Dataset records:
----------

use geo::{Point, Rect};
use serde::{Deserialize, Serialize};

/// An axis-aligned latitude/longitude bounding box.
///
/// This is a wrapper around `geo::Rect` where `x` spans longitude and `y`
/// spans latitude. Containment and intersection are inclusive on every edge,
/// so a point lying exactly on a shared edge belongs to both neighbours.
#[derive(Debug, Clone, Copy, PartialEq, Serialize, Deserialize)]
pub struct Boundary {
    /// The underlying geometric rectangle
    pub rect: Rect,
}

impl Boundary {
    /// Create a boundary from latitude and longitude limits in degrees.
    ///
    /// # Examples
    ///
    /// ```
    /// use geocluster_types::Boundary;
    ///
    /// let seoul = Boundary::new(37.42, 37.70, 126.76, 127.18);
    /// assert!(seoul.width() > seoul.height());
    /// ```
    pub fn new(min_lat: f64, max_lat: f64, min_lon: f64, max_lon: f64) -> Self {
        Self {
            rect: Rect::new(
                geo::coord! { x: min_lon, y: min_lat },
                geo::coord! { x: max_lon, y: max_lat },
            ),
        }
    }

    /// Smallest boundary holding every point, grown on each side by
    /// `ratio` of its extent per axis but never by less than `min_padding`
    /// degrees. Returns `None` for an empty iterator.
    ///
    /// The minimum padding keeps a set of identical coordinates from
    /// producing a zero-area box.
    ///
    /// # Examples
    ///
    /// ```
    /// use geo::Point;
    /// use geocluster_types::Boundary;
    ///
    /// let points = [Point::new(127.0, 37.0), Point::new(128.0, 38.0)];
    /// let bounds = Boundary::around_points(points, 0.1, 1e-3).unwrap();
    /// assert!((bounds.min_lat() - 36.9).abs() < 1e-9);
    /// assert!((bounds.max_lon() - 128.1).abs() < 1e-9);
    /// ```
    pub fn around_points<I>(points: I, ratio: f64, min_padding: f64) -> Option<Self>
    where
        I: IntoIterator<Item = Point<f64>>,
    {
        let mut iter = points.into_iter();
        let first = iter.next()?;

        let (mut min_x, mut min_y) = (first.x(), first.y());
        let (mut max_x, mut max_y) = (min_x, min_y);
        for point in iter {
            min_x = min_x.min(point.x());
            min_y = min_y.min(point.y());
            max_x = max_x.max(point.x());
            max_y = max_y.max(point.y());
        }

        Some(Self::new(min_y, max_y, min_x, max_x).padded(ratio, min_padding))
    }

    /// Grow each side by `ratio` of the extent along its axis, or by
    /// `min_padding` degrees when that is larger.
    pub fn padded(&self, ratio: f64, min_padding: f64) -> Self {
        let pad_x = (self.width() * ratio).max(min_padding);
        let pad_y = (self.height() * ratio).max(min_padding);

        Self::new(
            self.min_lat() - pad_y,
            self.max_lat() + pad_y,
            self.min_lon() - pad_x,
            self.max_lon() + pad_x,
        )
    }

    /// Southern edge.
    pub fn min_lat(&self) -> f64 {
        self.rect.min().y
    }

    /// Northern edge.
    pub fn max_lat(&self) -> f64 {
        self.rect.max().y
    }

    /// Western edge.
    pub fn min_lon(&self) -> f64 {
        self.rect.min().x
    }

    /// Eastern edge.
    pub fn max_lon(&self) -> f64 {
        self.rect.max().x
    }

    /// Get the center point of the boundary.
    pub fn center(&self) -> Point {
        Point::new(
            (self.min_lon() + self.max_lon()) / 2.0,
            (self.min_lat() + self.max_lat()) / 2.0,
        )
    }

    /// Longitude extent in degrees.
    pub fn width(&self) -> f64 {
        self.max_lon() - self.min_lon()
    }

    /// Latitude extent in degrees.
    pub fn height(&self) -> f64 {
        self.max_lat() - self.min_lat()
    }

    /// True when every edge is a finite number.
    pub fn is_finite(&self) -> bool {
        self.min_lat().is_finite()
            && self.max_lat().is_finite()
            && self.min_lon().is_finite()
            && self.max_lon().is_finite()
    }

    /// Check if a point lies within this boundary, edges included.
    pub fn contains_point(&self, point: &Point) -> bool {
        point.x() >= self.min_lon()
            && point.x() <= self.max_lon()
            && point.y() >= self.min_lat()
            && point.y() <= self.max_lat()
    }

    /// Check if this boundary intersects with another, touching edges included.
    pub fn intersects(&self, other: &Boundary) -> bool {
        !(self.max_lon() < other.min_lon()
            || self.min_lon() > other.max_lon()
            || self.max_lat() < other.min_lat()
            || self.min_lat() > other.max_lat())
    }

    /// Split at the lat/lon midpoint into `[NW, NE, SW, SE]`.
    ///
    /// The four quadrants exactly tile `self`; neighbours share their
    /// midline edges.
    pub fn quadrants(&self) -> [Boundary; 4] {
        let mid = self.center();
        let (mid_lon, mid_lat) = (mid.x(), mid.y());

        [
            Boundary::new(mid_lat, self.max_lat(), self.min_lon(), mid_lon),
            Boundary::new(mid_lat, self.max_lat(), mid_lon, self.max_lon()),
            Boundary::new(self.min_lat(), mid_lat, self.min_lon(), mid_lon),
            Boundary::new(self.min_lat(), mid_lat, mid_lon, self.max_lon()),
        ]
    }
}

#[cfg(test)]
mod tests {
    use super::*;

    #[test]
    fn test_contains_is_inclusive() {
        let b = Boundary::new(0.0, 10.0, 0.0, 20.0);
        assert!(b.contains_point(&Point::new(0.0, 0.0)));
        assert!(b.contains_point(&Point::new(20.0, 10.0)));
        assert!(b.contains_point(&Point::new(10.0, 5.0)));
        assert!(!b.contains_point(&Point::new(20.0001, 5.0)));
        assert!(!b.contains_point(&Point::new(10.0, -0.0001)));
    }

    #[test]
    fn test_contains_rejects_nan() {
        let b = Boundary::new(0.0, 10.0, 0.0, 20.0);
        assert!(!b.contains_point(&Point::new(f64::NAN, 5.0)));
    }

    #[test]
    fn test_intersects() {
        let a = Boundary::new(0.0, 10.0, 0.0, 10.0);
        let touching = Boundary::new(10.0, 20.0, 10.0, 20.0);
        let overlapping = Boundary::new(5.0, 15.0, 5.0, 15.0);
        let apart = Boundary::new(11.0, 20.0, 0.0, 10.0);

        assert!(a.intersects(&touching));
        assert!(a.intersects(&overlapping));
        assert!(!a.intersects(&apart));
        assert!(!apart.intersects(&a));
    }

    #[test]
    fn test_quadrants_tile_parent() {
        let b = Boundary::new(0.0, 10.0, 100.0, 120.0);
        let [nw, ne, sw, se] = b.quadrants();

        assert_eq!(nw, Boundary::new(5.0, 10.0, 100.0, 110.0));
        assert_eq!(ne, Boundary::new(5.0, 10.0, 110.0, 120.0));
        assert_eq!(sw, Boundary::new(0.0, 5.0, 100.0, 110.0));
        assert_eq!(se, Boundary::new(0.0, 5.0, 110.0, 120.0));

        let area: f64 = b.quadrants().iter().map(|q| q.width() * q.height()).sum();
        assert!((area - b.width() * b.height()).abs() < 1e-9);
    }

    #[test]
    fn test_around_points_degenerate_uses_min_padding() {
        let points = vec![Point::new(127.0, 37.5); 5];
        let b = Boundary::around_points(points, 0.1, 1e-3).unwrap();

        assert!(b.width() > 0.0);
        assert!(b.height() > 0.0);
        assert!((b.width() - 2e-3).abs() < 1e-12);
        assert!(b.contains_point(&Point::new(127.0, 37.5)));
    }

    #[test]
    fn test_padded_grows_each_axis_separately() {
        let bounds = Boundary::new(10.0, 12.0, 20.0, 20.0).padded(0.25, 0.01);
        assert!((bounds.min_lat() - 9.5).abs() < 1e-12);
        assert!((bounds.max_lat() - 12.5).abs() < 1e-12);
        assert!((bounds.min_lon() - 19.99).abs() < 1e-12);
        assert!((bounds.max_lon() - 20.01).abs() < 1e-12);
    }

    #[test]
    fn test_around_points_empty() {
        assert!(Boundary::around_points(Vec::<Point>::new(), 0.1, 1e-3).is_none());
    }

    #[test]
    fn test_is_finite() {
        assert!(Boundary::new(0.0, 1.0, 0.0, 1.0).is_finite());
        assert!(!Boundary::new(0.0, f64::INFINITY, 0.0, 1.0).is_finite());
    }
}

----------

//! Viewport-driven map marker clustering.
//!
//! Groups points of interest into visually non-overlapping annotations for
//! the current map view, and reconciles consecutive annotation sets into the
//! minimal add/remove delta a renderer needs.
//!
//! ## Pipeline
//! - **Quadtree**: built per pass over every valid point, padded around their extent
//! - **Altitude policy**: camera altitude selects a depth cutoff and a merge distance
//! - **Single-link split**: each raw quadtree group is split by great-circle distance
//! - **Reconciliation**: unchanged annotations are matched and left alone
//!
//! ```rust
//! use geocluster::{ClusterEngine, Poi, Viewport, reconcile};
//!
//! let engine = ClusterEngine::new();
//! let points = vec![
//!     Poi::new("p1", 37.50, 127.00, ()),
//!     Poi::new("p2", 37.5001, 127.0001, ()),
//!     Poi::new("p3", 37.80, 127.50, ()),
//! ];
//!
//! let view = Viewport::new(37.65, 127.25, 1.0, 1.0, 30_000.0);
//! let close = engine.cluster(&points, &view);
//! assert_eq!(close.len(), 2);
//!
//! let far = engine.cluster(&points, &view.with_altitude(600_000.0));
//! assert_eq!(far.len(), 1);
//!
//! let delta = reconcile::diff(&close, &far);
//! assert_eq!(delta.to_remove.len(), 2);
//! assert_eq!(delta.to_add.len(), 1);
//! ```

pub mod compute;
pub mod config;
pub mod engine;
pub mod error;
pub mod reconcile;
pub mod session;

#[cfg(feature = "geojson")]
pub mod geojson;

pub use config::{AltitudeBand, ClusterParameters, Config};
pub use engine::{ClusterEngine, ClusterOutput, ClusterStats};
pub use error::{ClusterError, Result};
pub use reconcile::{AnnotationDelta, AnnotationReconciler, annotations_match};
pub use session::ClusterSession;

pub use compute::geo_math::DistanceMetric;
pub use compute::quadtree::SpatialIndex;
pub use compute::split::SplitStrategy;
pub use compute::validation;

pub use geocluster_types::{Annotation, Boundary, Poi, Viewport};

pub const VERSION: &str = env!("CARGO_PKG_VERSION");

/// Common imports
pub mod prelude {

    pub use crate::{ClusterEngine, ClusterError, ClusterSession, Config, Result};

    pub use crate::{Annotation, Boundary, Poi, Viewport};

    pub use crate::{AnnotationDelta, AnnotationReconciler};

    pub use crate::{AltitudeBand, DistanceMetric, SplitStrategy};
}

----------

→ YOUR GOAL
Which lines in the records contain the word "DistanceMetric"? Copy each one.

→ REPLY TO THE EXERCISE
pub use compute::geo_math::DistanceMetric;
    pub use crate::{AltitudeBand, DistanceMetric, SplitStrategy};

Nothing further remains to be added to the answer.